Putain,qu'est-ce que c'est bien,"vingt-sixième étage" :avalé en 24h!

Joël T Bourgogne

Je suis arrivé au vingt-septième étage, là où il n'y a ni dieu, ni maître, ni croquettes....
Vraiment excellent. Ça m'a rappelé quelques mauvaises périodes de ma carrière. J'ai dû vivre une bonne dizaine de ces restructurations. Ce sont des moments intenses qui laissent des marques. Des angoisses, avant, pendant et après. Particulièrement dans les années '70. Depuis, on s'est habitués.
En tous cas, la lecture est un régal.

Jacqueline (Clamart)

Un moment de plaisir, à partager la vie de ces personnages terriblement vivants et très attachants dont l’entreprise est en train d’être démolie par des individus sans scrupule, mais qui pourtant ont des moments de bonheur intenses.
Une pointe de malaise aussi, en me souvenant d’épisodes vécus : ces dirigeants et ces cost-killers qui, via une démarche de destruction systématique, transforment la vie des gens en descente aux enfers ressemblent à s’y méprendre ceux que j’ai pu croiser.
Il y a aussi beaucoup d’humour, comme toujours dans les romans d’Alain.
Et (clin d’oeil perso) Alain est très fort : il a même réussi à citer le phare d’Eckmühl dans son roman. J’en suis très flattée... :-)

CR Neuilly (92)

Bonjour,
J’ai beaucoup aimé votre livre, écrit avec humour, vivacité et proche (malheureusement) de la réalité.

erick roca

je viens de l'acheter ,ce roman mais comme je suis au 26ème dessous je tourne autour, je le touche des fois, je le change de place, je le cache, je le retrouve, je le montre, j'en parle, mais enfin quoi : j'hésite à le lire car j'y vois un signe. Et puis qu'est ce que ce sera bon quand enfin je m'engagerai dans sa lecture ; enfin si ce n'est pas le cas, le Bron, il peut se méfier : il va prendre cher. amicalement ;)

Phil (Guyanne)

Bonsoir Alain je suis au dessus de l'Atlantique je pense arriver à cayenne dans environ 3 h ....
Je viens de finir ton livre j'ai les yeux fatigués mais je suis resté dessus depuis le décollage ..,,, merci pour ce cadeau !!!!!
Je n'avais pas pris autant de plaisir depuis que j'avais lu ( lorsque j'étais un jeune cadre dynamique ..,.,) l'imprécateur de René Victor Pilhes l'as tu lu ??? C'est un compliment !!!!

VB  Paris 14

Un bon rythme, un humour caustique, une galerie de portraits hauts en couleurs ; bref, un très bon cru !

Anne

Ce livre décrit le monde du travail au bureau avec finesse inhabituelle.
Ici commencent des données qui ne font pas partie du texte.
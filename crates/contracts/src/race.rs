//! Race data model - Normalizer output and Snapshot Cache contents
//!
//! Every field of a sample is always present on the wire; absent values
//! serialize as `null` so consumers see one stable shape.

use serde::{Deserialize, Serialize};
use std::collections::HashMap;

use crate::EntityId;

/// Latest known car position
#[derive(Debug, Clone, Default, PartialEq, Serialize, Deserialize)]
pub struct PositionSample {
    pub x: Option<f64>,
    pub y: Option<f64>,
    pub z: Option<f64>,

    /// Track status reported by the feed (e.g. "OnTrack")
    pub status: Option<String>,
}

/// Latest known car telemetry channels
#[derive(Debug, Clone, Default, PartialEq, Serialize, Deserialize)]
pub struct TelemetrySample {
    pub rpm: Option<f64>,
    pub speed: Option<f64>,
    pub gear: Option<f64>,
    pub throttle: Option<f64>,
    pub brake: Option<f64>,
    pub drs: Option<f64>,
}

/// One entry of a `positions` batch
#[derive(Debug, Clone, PartialEq, Serialize, Deserialize)]
pub struct PositionUpdate {
    pub driver: EntityId,
    pub pos: PositionSample,
}

/// One entry of a `telemetry` batch
#[derive(Debug, Clone, PartialEq, Serialize, Deserialize)]
pub struct TelemetryUpdate {
    pub driver: EntityId,
    pub telemetry: TelemetrySample,
}

/// Full race state: at most one sample per entity per category.
#[derive(Debug, Clone, Default, PartialEq, Serialize, Deserialize)]
pub struct RaceState {
    pub positions: HashMap<EntityId, PositionSample>,
    pub telemetry: HashMap<EntityId, TelemetrySample>,
}

impl RaceState {
    /// Create an empty race state
    pub fn new() -> Self {
        Self::default()
    }

    /// Replace the stored position of every entity in the batch
    pub fn apply_positions(&mut self, batch: &[PositionUpdate]) {
        for update in batch {
            self.positions.insert(update.driver.clone(), update.pos.clone());
        }
    }

    /// Replace the stored telemetry of every entity in the batch
    pub fn apply_telemetry(&mut self, batch: &[TelemetryUpdate]) {
        for update in batch {
            self.telemetry.insert(update.driver.clone(), update.telemetry.clone());
        }
    }

    /// Number of distinct entities known in either category
    pub fn entity_count(&self) -> usize {
        let mut count = self.positions.len();
        count += self
            .telemetry
            .keys()
            .filter(|id| !self.positions.contains_key(id.as_str()))
            .count();
        count
    }

    pub fn is_empty(&self) -> bool {
        self.positions.is_empty() && self.telemetry.is_empty()
    }
}

#[cfg(test)]
mod tests {
    use super::*;

    fn position(driver: &str, x: f64, status: Option<&str>) -> PositionUpdate {
        PositionUpdate {
            driver: driver.into(),
            pos: PositionSample {
                x: Some(x),
                y: None,
                z: None,
                status: status.map(str::to_string),
            },
        }
    }

    #[test]
    fn test_apply_replaces_whole_sample() {
        let mut state = RaceState::new();
        state.apply_positions(&[position("1", 10.0, Some("OnTrack"))]);
        state.apply_positions(&[position("1", 20.0, None)]);

        let stored = &state.positions["1"];
        assert_eq!(stored.x, Some(20.0));
        // No field-level merge: the old status must not survive
        assert_eq!(stored.status, None);
    }

    #[test]
    fn test_entity_count_spans_categories() {
        let mut state = RaceState::new();
        state.apply_positions(&[position("1", 0.0, None), position("44", 0.0, None)]);
        state.apply_telemetry(&[TelemetryUpdate {
            driver: "44".into(),
            telemetry: TelemetrySample::default(),
        }]);
        state.apply_telemetry(&[TelemetryUpdate {
            driver: "16".into(),
            telemetry: TelemetrySample::default(),
        }]);

        assert_eq!(state.entity_count(), 3);
    }

    #[test]
    fn test_absent_fields_serialize_as_null() {
        let json = serde_json::to_value(TelemetrySample {
            rpm: Some(9000.0),
            ..Default::default()
        })
        .unwrap();

        assert_eq!(json["rpm"], 9000.0);
        assert!(json["drs"].is_null());
        assert_eq!(json.as_object().unwrap().len(), 6);
    }
}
La plupart des écrivains évite cette monde "banale"... mais Alain la rend tout sauf banal. Les personnages sont complexes, et les situations (trop) credibles... et Alain nous glisse si simplement dans la relation tellement inconnue entre le homme aveugle et la monde, avec son entourage, avec son chien qu'on trouve rien d'abnormale.
J'ai beaucoup aimé cette livre, et aimerai lire une suite...

ab

Merci à toi, Ann. Merci pour le temps que tu y a consacré et l'effort d'écrire en français qui n'est pas ta langue maternelle. Alain BRON

Denis (Nice)

Excellent !
j'aime le côté iconoclaste mais très subtile et fin... bravo.
ça me rappelle l'Imprecateur des années 70 de Rene Victor Philes,

JF 78

J’ai lu votre livre que j’ai beaucoup apprécié.
Vous nous faites découvrir un monde souvent évoqué mais méconnu ,effrayant parce que d’actualité .
J’aime beaucoup les portraits que vous faites des protagonistes . Le trajet d’aveugle de Thomas pour rejoindre son lieu de travail est époustouflant de vérité . Et les couleurs des voix …une trouvaille !!

Sylvain Corthay (Paris)

Alain,
Beau travail !!!
Dans le désordre: Magnifique symbole de l’aveugle qui voit mieux que les soi-disant “voyants”. Quel Beau personnage !
Quant aux carnassiers et autres anges exterminateurs, on sent que (me trompè-je ?) que c’est du vécu !
En fait, avec un brin de recul, je le vois comme une métaphore d’une forme de l’enfer contemporain, et , là, la question ne peut pas ne pas monter sur l’horizon glauque du présent : jusqu’à quand ? Jusqu’où pourront-ils aller trop loin en murmurant, bourrés de “Prozac”, affalés sur le sexe endormi de la dernière “escort”, murmurant, dis-je: “ça ira”.
Ca ferait la base d’une féroce pièce de théâtre. Tu y as pensé ? J’ai aussi entrevu quelque chose d’un brin osé sans doute: Thomas, c’est toi, tendresse poétique comprise. Te connaissant un peu ( si peu ?) je sais que je déconne pas complètement.
Anyway, c’est une fresque magnifique du “meilleur des mondes” dans lequel clabaudent tant de “maîtres” de ce monde auquel personne ne peut croire et qui, pourtant, rampe jour après jour dans le quotidien frigorifié de ses acteurs tremblants.
Sylvain

ML  Nice (04)

Bonjour Alain,
J’ai lu avec grand plaisir 26ème étage. Il m’a rappelé un certain nombre de souvenirs de ma vie professionnelle !
Je te félicite et j’attends le prochain.
Amicalement

Michel ELIE

"26è étage" se lit avec intérêt et plaisir : le sujet des cadres pris dans la machine infernale de l'entreprise, à la fois complices et victimes, est original et d'une grande actualité. Il est traité avec humour et pertinence.
Le personnage de l'aveugle qui leur ouvre les yeux apporte de l'humanité dans ce petit monde clos.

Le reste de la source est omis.